Data section:
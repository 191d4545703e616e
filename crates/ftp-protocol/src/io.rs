//! Loop-until-complete read/write primitives shared by every frame kind.
//!
//! There is no cooperative scheduling here: a short read or write simply
//! loops until the descriptor has given up the requested number of bytes or
//! reports EOF/an error, rather than reaching for a buffered-codec
//! abstraction.

use std::io::{Read, Write};

use crate::error::FramingError;

/// Writes every byte of `buf` to `writer`, looping past short writes.
pub(crate) fn write_all(writer: &mut impl Write, buf: &[u8]) -> Result<(), FramingError> {
    writer.write_all(buf)?;
    Ok(())
}

/// Reads exactly `buf.len()` bytes from `reader`, looping past short reads.
///
/// Returns [`FramingError::UnexpectedEof`] if the descriptor closes before
/// `buf` is filled.
pub(crate) fn read_exact(reader: &mut impl Read, buf: &mut [u8]) -> Result<(), FramingError> {
    reader.read_exact(buf).map_err(|err| {
        if err.kind() == std::io::ErrorKind::UnexpectedEof {
            FramingError::UnexpectedEof
        } else {
            FramingError::Io(err)
        }
    })
}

What you should do: Would you please copy, word for word, everything above from the line containing "filename crates/ftp-protocol/src/io.rs" down to the line containing "use crate::error::FramingError;", those two lines included?

Exercise output:
filename crates/ftp-protocol/src/io.rs
//! Loop-until-complete read/write primitives shared by every frame kind.
//!
//! There is no cooperative scheduling here: a short read or write simply
//! loops until the descriptor has given up the requested number of bytes or
//! reports EOF/an error, rather than reaching for a buffered-codec
//! abstraction.

use std::io::{Read, Write};

use crate::error::FramingError;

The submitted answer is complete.